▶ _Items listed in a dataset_
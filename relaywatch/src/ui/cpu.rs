//! CPU load sparkline + system/process gauges.

use std::collections::VecDeque;

use ratatui::{
    layout::{Constraint, Direction, Layout, Rect},
    style::{Color, Style},
    widgets::{Block, Borders, Gauge, Sparkline},
};
use relayfeed::MetricsSnapshot;

use crate::ui::util::{gauge_pct, pct_color};

pub fn draw_cpu_graph(
    f: &mut ratatui::Frame<'_>,
    area: Rect,
    hist: &VecDeque<u64>,
    m: Option<&MetricsSnapshot>,
) {
    let title = if let Some(mm) = m { format!("CPU system load (now: {:>5.1}%)", mm.cpu.system_load_pct) } else { "CPU system load".into() };
    let max_points = area.width.saturating_sub(2) as usize;
    let start = hist.len().saturating_sub(max_points);
    let data: Vec<u64> = hist.iter().skip(start).cloned().collect();
    let spark = Sparkline::default()
        .block(Block::default().borders(Borders::ALL).title(title))
        .data(&data)
        .max(100)
        .style(Style::default().fg(Color::Cyan));
    f.render_widget(spark, area);
}

pub fn draw_cpu_gauges(f: &mut ratatui::Frame<'_>, area: Rect, m: Option<&MetricsSnapshot>) {
    let title = match m.and_then(|mm| mm.cpu.cores) {
        Some(n) => format!("CPU ({n} cores)"),
        None => "CPU".into(),
    };
    let block = Block::default().borders(Borders::ALL).title(title);
    let inner = block.inner(area);
    f.render_widget(block, area);
    let Some(mm) = m else { return; };
    if inner.height < 2 { return; }

    let rows = Layout::default()
        .direction(Direction::Vertical)
        .constraints([Constraint::Length(1), Constraint::Length(1), Constraint::Min(0)])
        .split(inner);
    for (slot, (name, pct)) in rows.iter().zip([
        ("system", mm.cpu.system_load_pct),
        ("process", mm.cpu.process_load_pct),
    ]) {
        let g = Gauge::default()
            .gauge_style(Style::default().fg(pct_color(pct)))
            .percent(gauge_pct(pct))
            .label(format!("{name} {pct:.1}%"));
        f.render_widget(g, *slot);
    }
}
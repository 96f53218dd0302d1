//! Memory gauge.

use ratatui::{
    layout::Rect,
    style::{Color, Style},
    widgets::{Block, Borders, Gauge},
};
use relayfeed::MetricsSnapshot;

use crate::ui::util::{gauge_pct, human};

pub fn draw_mem(f: &mut ratatui::Frame<'_>, area: Rect, m: Option<&MetricsSnapshot>) {
    let (label, pct) = match m {
        Some(mm) => {
            let mem = &mm.memory;
            let mut label = format!("{} / {}", human(mem.used_bytes), human(mem.total_bytes));
            if mem.cached_bytes > 0 {
                label.push_str(&format!("  (reservable {})", human(mem.cached_bytes)));
            }
            (label, gauge_pct(mem.usage_pct()))
        }
        None => ("n/a".to_string(), 0),
    };

    let g = Gauge::default()
        .block(Block::default().borders(Borders::ALL).title("Memory"))
        .gauge_style(Style::default().fg(Color::Magenta))
        .percent(pct)
        .label(label);
    f.render_widget(g, area);
}
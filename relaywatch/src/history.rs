//! Small utilities to manage bounded history buffers for charts.

use std::collections::VecDeque;

pub fn push_capped<T>(dq: &mut VecDeque<T>, v: T, cap: usize) {
    if dq.len() == cap {
        dq.pop_front();
    }
    dq.push_back(v);
}

// Bounded rate series with a running peak, for the network sparklines
pub struct RateHistory {
    values: VecDeque<u64>,
    cap: usize,
    peak: u64,
}

impl RateHistory {
    pub fn new(cap: usize) -> Self {
        Self {
            values: VecDeque::with_capacity(cap),
            cap,
            peak: 0,
        }
    }

    pub fn push(&mut self, v: u64) {
        push_capped(&mut self.values, v, self.cap);
        self.peak = self.peak.max(v);
    }

    pub fn is_empty(&self) -> bool {
        self.values.is_empty()
    }

    pub fn latest(&self) -> u64 {
        self.values.back().copied().unwrap_or(0)
    }

    pub fn peak(&self) -> u64 {
        self.peak
    }

    /// Last `n` points, oldest first.
    pub fn tail(&self, n: usize) -> Vec<u64> {
        let start = self.values.len().saturating_sub(n);
        self.values.iter().skip(start).copied().collect()
    }
}

#[cfg(test)]
mod tests {
    use super::*;

    #[test]
    fn capped_push_drops_oldest() {
        let mut dq = VecDeque::new();
        for v in 0..5 {
            push_capped(&mut dq, v, 3);
        }
        assert_eq!(dq, VecDeque::from(vec![2, 3, 4]));
    }

    #[test]
    fn rate_history_tracks_peak_past_eviction() {
        let mut h = RateHistory::new(2);
        assert!(h.is_empty());
        h.push(9);
        h.push(1);
        h.push(2);
        assert_eq!(h.tail(10), vec![1, 2]);
        assert_eq!(h.tail(1), vec![2]);
        assert_eq!(h.latest(), 2);
        assert_eq!(h.peak(), 9);
    }
}
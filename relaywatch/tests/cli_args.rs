//! CLI arg parsing tests for relaywatch
use assert_cmd::Command;

fn run(args: &[&str]) -> (bool, String) {
    let td = tempfile::tempdir().unwrap();
    let output = Command::cargo_bin("relaywatch")
        .unwrap()
        .env("XDG_CONFIG_HOME", td.path())
        .args(args)
        .output()
        .expect("run relaywatch");
    let text = format!(
        "{}{}",
        String::from_utf8_lossy(&output.stdout),
        String::from_utf8_lossy(&output.stderr)
    );
    (output.status.success(), text)
}

#[test]
fn test_help_mentions_short_and_long_flags() {
    let (ok, text) = run(&["--help"]);
    assert!(ok);
    for flag in ["--tls-ca", "-t", "--profile", "-P", "--password", "-p", "--interval", "--config", "--log", "--dry-run"] {
        assert!(text.contains(flag), "help text missing {flag}\n{text}");
    }
}

#[test]
fn test_flags_accepted_before_help() {
    for args in [
        &["--tls-ca", "/tmp/cert.pem", "--help"][..],
        &["-t", "/tmp/cert.pem", "--help"],
        &["--profile", "dev", "--help"],
        &["-i", "500", "--help"],
    ] {
        let (ok, text) = run(args);
        assert!(ok, "{args:?} did not succeed");
        assert!(text.contains("Usage:"), "{args:?}: {text}");
    }
}

#[test]
fn test_dry_run_prints_resolved_endpoint() {
    let (ok, text) = run(&["--dry-run", "http://relay.local:2333"]);
    assert!(ok, "{text}");
    assert!(text.contains("poll http://relay.local:2333/stats"), "{text}");

    let (ok, text) = run(&["--dry-run", "wss://relay.local/ws"]);
    assert!(ok, "{text}");
    assert!(text.contains("stream wss://relay.local/ws"), "{text}");
}

#[test]
fn test_config_file_is_used_without_url() {
    let td = tempfile::tempdir().unwrap();
    let path = td.path().join("feed.json");
    std::fs::write(&path, r#"{ "endpoint": "http://10.0.0.5:2333/v4/stats" }"#).unwrap();
    let (ok, text) = run(&["--dry-run", "--config", path.to_str().unwrap()]);
    assert!(ok, "{text}");
    assert!(text.contains("poll http://10.0.0.5:2333/v4/stats"), "{text}");
}

#[test]
fn test_invalid_url_fails() {
    let (ok, text) = run(&["--dry-run", "ftp://relay.local"]);
    assert!(!ok, "unsupported scheme accepted: {text}");
}
//! Failure taxonomy for the feed: per-exchange transport failures, the terminal
//! reconnect condition, and start-up/config errors.

use thiserror::Error;

/// Why one exchange (HTTP poll or stream frame/connection) failed.
///
/// Non-terminal: the controller only logs and counts these. `tag()` gives the
/// short reason string surfaced to subscribers and logs.
#[derive(Debug, Clone, PartialEq, Eq, Error)]
pub enum FailureReason {
    #[error("timeout")]
    Timeout,
    /// Network, DNS, TLS, handshake or connection-loss failure.
    #[error("transport-error: {0}")]
    Transport(String),
    /// Non-2xx HTTP response.
    #[error("http-error:{0}")]
    HttpStatus(u16),
    /// Body was not valid JSON, or not a JSON object.
    #[error("parse-error: {0}")]
    Parse(String),
    /// Envelope said `success: false`.
    #[error("rejected: {0}")]
    Rejected(String),
}

impl FailureReason {
    pub fn tag(&self) -> String {
        match self {
            FailureReason::Timeout => "timeout".into(),
            FailureReason::Transport(_) => "transport-error".into(),
            FailureReason::HttpStatus(code) => format!("http-error:{code}"),
            FailureReason::Parse(_) => "parse-error".into(),
            FailureReason::Rejected(_) => "rejected".into(),
        }
    }

    pub fn detail(&self) -> Option<&str> {
        match self {
            FailureReason::Transport(d) | FailureReason::Parse(d) | FailureReason::Rejected(d) => {
                Some(d.as_str())
            }
            FailureReason::Timeout | FailureReason::HttpStatus(_) => None,
        }
    }
}

/// Streaming gave up reconnecting; the feed moves to `Error`.
#[derive(Debug, Clone, Copy, PartialEq, Eq, Error)]
#[error("reconnect attempts exhausted after {attempts} tries")]
pub struct ReconnectExhausted {
    pub attempts: u32,
}

#[derive(Debug, Clone, PartialEq, Eq, Error)]
pub enum ConfigError {
    #[error("endpoint must be set")]
    MissingEndpoint,
    #[error("invalid url '{url}': {reason}")]
    InvalidUrl { url: String, reason: String },
    #[error("url scheme '{scheme}' does not match {mode} mode")]
    SchemeMismatch { scheme: String, mode: &'static str },
    #[error("{0} must be greater than zero")]
    Zero(&'static str),
}

#[derive(Debug, Error)]
pub enum FeedError {
    #[error(transparent)]
    Config(#[from] ConfigError),
    #[error("feed is already running; call stop() first")]
    AlreadyRunning,
    #[error("no tokio runtime available to spawn the feed task")]
    NoRuntime,
    #[error("tls setup failed: {0}")]
    Tls(String),
    #[error("http client setup failed: {0}")]
    Http(#[from] reqwest::Error),
}
//! HTTP polling: one request per exchange, bounded by a timeout, with an
//! optional liveness probe.

use std::future::Future;
use std::time::Duration;

use reqwest::{header::AUTHORIZATION, Certificate, Client};
use serde_json::Value;
use tokio::time::{timeout, Instant};
use tracing::debug;

use super::{decode_body, read_pem, TransportEvent};
use crate::config::FeedConfig;
use crate::error::{FailureReason, FeedError};

/// One status fetch. Implemented over HTTP by `HttpSource`; tests script it.
pub trait StatusSource: Send + Sync + 'static {
    /// Fetch and decode the stats object.
    fn fetch(&self) -> impl Future<Output = Result<Value, FailureReason>> + Send;

    /// Cheap liveness check; sources without one report success.
    fn probe(&self) -> impl Future<Output = Result<(), FailureReason>> + Send {
        async { Ok(()) }
    }

    fn has_probe(&self) -> bool {
        false
    }
}

pub struct HttpSource {
    client: Client,
    endpoint: String,
    probe_endpoint: Option<String>,
    password: Option<String>,
}

impl HttpSource {
    pub fn new(cfg: &FeedConfig) -> Result<Self, FeedError> {
        let mut builder = Client::builder().user_agent(concat!("relayfeed/", env!("CARGO_PKG_VERSION")));
        if let Some(path) = cfg.tls_ca.as_deref() {
            let pem = read_pem(path)?;
            let cert = Certificate::from_pem(&pem).map_err(|e| FeedError::Tls(e.to_string()))?;
            builder = builder.add_root_certificate(cert);
        }
        Ok(Self {
            client: builder.build()?,
            endpoint: cfg.endpoint.trim().to_string(),
            probe_endpoint: cfg.probe_endpoint.as_ref().map(|p| p.trim().to_string()),
            password: cfg.password.clone(),
        })
    }

    async fn get(&self, url: &str) -> Result<reqwest::Response, FailureReason> {
        let mut req = self.client.get(url);
        if let Some(pw) = self.password.as_deref() {
            req = req.header(AUTHORIZATION, pw);
        }
        let resp = req.send().await.map_err(classify)?;
        let status = resp.status();
        if !status.is_success() {
            return Err(FailureReason::HttpStatus(status.as_u16()));
        }
        Ok(resp)
    }
}

impl StatusSource for HttpSource {
    async fn fetch(&self) -> Result<Value, FailureReason> {
        let resp = self.get(&self.endpoint).await?;
        let body = resp.bytes().await.map_err(classify)?;
        decode_body(&body)
    }

    async fn probe(&self) -> Result<(), FailureReason> {
        let Some(url) = self.probe_endpoint.as_deref() else {
            return Ok(());
        };
        let resp = self.get(url).await?;
        let version = resp.text().await.map_err(classify)?;
        debug!(version = %version.trim(), "relay probe ok");
        Ok(())
    }

    fn has_probe(&self) -> bool {
        self.probe_endpoint.is_some()
    }
}

fn classify(e: reqwest::Error) -> FailureReason {
    if e.is_timeout() {
        FailureReason::Timeout
    } else if let Some(status) = e.status() {
        FailureReason::HttpStatus(status.as_u16())
    } else {
        FailureReason::Transport(e.to_string())
    }
}

/// Applies the per-request timeout and measures round-trip time around a
/// `StatusSource`. A request that overruns is dropped, which aborts it.
pub struct PollTransport<S> {
    source: S,
    timeout: Duration,
}

impl<S: StatusSource> PollTransport<S> {
    pub fn new(source: S, timeout: Duration) -> Self {
        Self { source, timeout }
    }

    pub async fn exchange(&self) -> TransportEvent {
        let started = Instant::now();
        let fetched = timeout(self.timeout, self.source.fetch())
            .await
            .unwrap_or(Err(FailureReason::Timeout));
        let mut event = TransportEvent::from(fetched);
        if let TransportEvent::Payload { rtt, .. } = &mut event {
            *rtt = Some(started.elapsed());
        }
        event
    }

    pub async fn probe(&self) -> Result<(), FailureReason> {
        timeout(self.timeout, self.source.probe())
            .await
            .unwrap_or(Err(FailureReason::Timeout))
    }

    pub fn has_probe(&self) -> bool {
        self.source.has_probe()
    }
}

#[cfg(test)]
mod tests {
    use super::*;
    use serde_json::json;

    struct Slow(Duration);

    impl StatusSource for Slow {
        async fn fetch(&self) -> Result<Value, FailureReason> {
            tokio::time::sleep(self.0).await;
            Ok(json!({ "players": 1 }))
        }
    }

    #[tokio::test(start_paused = true)]
    async fn exchange_measures_rtt_on_success() {
        let t = PollTransport::new(Slow(Duration::from_millis(120)), Duration::from_secs(10));
        match t.exchange().await {
            TransportEvent::Payload { payload, rtt } => {
                assert_eq!(payload, json!({ "players": 1 }));
                assert!(rtt.is_some_and(|d| d >= Duration::from_millis(120)));
            }
            other => panic!("unexpected {other:?}"),
        }
    }

    #[tokio::test(start_paused = true)]
    async fn exchange_overrun_is_a_timeout() {
        let t = PollTransport::new(Slow(Duration::from_secs(20)), Duration::from_secs(10));
        assert_eq!(
            t.exchange().await,
            TransportEvent::Failure(FailureReason::Timeout)
        );
        assert!(!t.has_probe());
        assert_eq!(t.probe().await, Ok(()));
    }
}
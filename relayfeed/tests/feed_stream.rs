//! Streaming controller: reconnect cadence, attempt ceiling and refresh out of
//! `Error`, driven by a scripted connector on a paused clock.

use std::sync::atomic::{AtomicUsize, Ordering};
use std::sync::{Arc, Mutex};
use std::time::Duration;

use futures_util::stream::{self, BoxStream, StreamExt};
use relayfeed::transport::stream::StreamConnector;
use relayfeed::{ConnectionState, FailureReason, Feed, MetricsSnapshot, Normalizer, StreamPolicy};
use serde_json::{json, Value};
use tokio::time::sleep;

type Frames = BoxStream<'static, Result<Value, FailureReason>>;
type Log = Arc<Mutex<Vec<(ConnectionState, Option<MetricsSnapshot>)>>>;

/// Connection `n` (1-based) is whatever the script returns for it.
struct Scripted<F> {
    script: F,
    connects: Arc<AtomicUsize>,
}

impl<F> Scripted<F>
where
    F: Fn(usize) -> Result<Frames, FailureReason> + Send + Sync + 'static,
{
    fn new(script: F) -> (Self, Arc<AtomicUsize>) {
        let connects = Arc::new(AtomicUsize::new(0));
        (
            Self {
                script,
                connects: connects.clone(),
            },
            connects,
        )
    }
}

impl<F> StreamConnector for Scripted<F>
where
    F: Fn(usize) -> Result<Frames, FailureReason> + Send + Sync + 'static,
{
    type Conn = Frames;

    async fn connect(&self) -> Result<Frames, FailureReason> {
        let n = self.connects.fetch_add(1, Ordering::SeqCst) + 1;
        (self.script)(n)
    }
}

fn closes_after(frames: Vec<Result<Value, FailureReason>>) -> Frames {
    stream::iter(frames).boxed()
}

fn stays_open(frames: Vec<Result<Value, FailureReason>>) -> Frames {
    stream::iter(frames).chain(stream::pending()).boxed()
}

fn stats(players: u64) -> Result<Value, FailureReason> {
    Ok(json!({ "players": players, "cpu": { "systemLoad": 0.25 } }))
}

fn policy(delay_ms: u64, max: u32) -> StreamPolicy {
    StreamPolicy {
        reconnect_delay: Duration::from_millis(delay_ms),
        max_reconnect_attempts: max,
        failure_threshold: 5,
    }
}

fn record(feed: &Feed) -> Log {
    let log: Log = Arc::new(Mutex::new(Vec::new()));
    let sink = log.clone();
    feed.subscribe(move |state, snap| sink.lock().unwrap().push((state, snap.cloned())));
    log
}

fn states(log: &Log) -> Vec<ConnectionState> {
    log.lock().unwrap().iter().map(|(s, _)| *s).collect()
}

#[tokio::test(start_paused = true)]
async fn reconnects_through_closes_then_goes_online() {
    let (connector, connects) = Scripted::new(|n| {
        if n <= 3 {
            Ok(closes_after(vec![]))
        } else {
            Ok(stays_open(vec![stats(7)]))
        }
    });
    let mut feed = Feed::new();
    let log = record(&feed);
    feed.start_streaming(connector, policy(0, 10), Normalizer::default())
        .unwrap();
    sleep(Duration::from_millis(100)).await;

    assert_eq!(connects.load(Ordering::SeqCst), 4);
    assert_eq!(feed.state(), ConnectionState::Online);
    use ConnectionState::*;
    assert_eq!(
        states(&log),
        vec![Connecting, Offline, Connecting, Offline, Connecting, Offline, Connecting, Online]
    );
    let (_, snap) = log.lock().unwrap().last().cloned().unwrap();
    let snap = snap.unwrap();
    assert_eq!(snap.players.total, 7);
    assert_eq!(snap.cpu.system_load_pct, 25.0);
    // streamed payloads carry no measured round trip
    assert_eq!(snap.ping_ms, None);
    feed.stop();
}

#[tokio::test(start_paused = true)]
async fn exhausted_reconnects_end_in_error_until_refresh() {
    let (connector, connects) =
        Scripted::new(|_| Err(FailureReason::Transport("connection refused".into())));
    let mut feed = Feed::new();
    let log = record(&feed);
    feed.start_streaming(connector, policy(1000, 2), Normalizer::default())
        .unwrap();
    sleep(Duration::from_secs(10)).await;

    assert_eq!(connects.load(Ordering::SeqCst), 3);
    assert_eq!(feed.state(), ConnectionState::Error);
    // no further attempts while in Error
    sleep(Duration::from_secs(60)).await;
    assert_eq!(connects.load(Ordering::SeqCst), 3);

    feed.refresh_now();
    sleep(Duration::from_millis(10)).await;
    assert_eq!(connects.load(Ordering::SeqCst), 4);
    assert_eq!(feed.state(), ConnectionState::Offline);
    let seen = states(&log);
    let error_at = seen.iter().position(|s| *s == ConnectionState::Error).unwrap();
    assert_eq!(
        &seen[error_at..],
        &[ConnectionState::Error, ConnectionState::Connecting, ConnectionState::Offline]
    );
    feed.stop();
}

#[tokio::test(start_paused = true)]
async fn waits_reconnect_delay_between_attempts() {
    let (connector, connects) = Scripted::new(|n| {
        if n == 1 {
            Ok(closes_after(vec![stats(1)]))
        } else {
            Ok(stays_open(vec![stats(2)]))
        }
    });
    let mut feed = Feed::new();
    let log = record(&feed);
    feed.start_streaming(connector, policy(5000, 10), Normalizer::default())
        .unwrap();
    sleep(Duration::from_millis(4_900)).await;
    assert_eq!(connects.load(Ordering::SeqCst), 1);
    assert_eq!(feed.state(), ConnectionState::Offline);
    // the drop still reports the last snapshot
    let (_, snap) = log.lock().unwrap().last().cloned().unwrap();
    assert_eq!(snap.map(|s| s.players.total), Some(1));

    sleep(Duration::from_millis(200)).await;
    assert_eq!(connects.load(Ordering::SeqCst), 2);
    assert_eq!(feed.state(), ConnectionState::Online);
    feed.stop();
}

#[tokio::test(start_paused = true)]
async fn bad_frames_count_as_failures_on_a_live_connection() {
    let (connector, _) = Scripted::new(|_| {
        Ok(stays_open(vec![
            stats(1),
            Err(FailureReason::Parse("expected value".into())),
            stats(2),
        ]))
    });
    let mut feed = Feed::new();
    let log = record(&feed);
    feed.start_streaming(connector, policy(0, 10), Normalizer::default())
        .unwrap();
    sleep(Duration::from_millis(100)).await;

    assert_eq!(feed.state(), ConnectionState::Online);
    assert!(!states(&log).contains(&ConnectionState::Offline));
    feed.stop();
}

#[tokio::test(start_paused = true)]
async fn stop_halts_reconnects() {
    let (connector, connects) = Scripted::new(|_| Ok(closes_after(vec![])));
    let mut feed = Feed::new();
    let log = record(&feed);
    feed.start_streaming(connector, policy(1000, 100), Normalizer::default())
        .unwrap();
    sleep(Duration::from_millis(1500)).await;
    assert_eq!(connects.load(Ordering::SeqCst), 2);

    feed.stop();
    let events = log.lock().unwrap().len();
    sleep(Duration::from_secs(30)).await;
    assert_eq!(connects.load(Ordering::SeqCst), 2);
    assert_eq!(log.lock().unwrap().len(), events);
}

▶ _What is expected_
Which lines above include "relayfeed"? Show each of them by copying it.

▶ _Exercise output_
use relayfeed::MetricsSnapshot;
use relayfeed::MetricsSnapshot;
        let mut builder = Client::builder().user_agent(concat!("relayfeed/", env!("CARGO_PKG_VERSION")));
filename relayfeed/tests/feed_stream.rs
use relayfeed::transport::stream::StreamConnector;
use relayfeed::{ConnectionState, FailureReason, Feed, MetricsSnapshot, Normalizer, StreamPolicy};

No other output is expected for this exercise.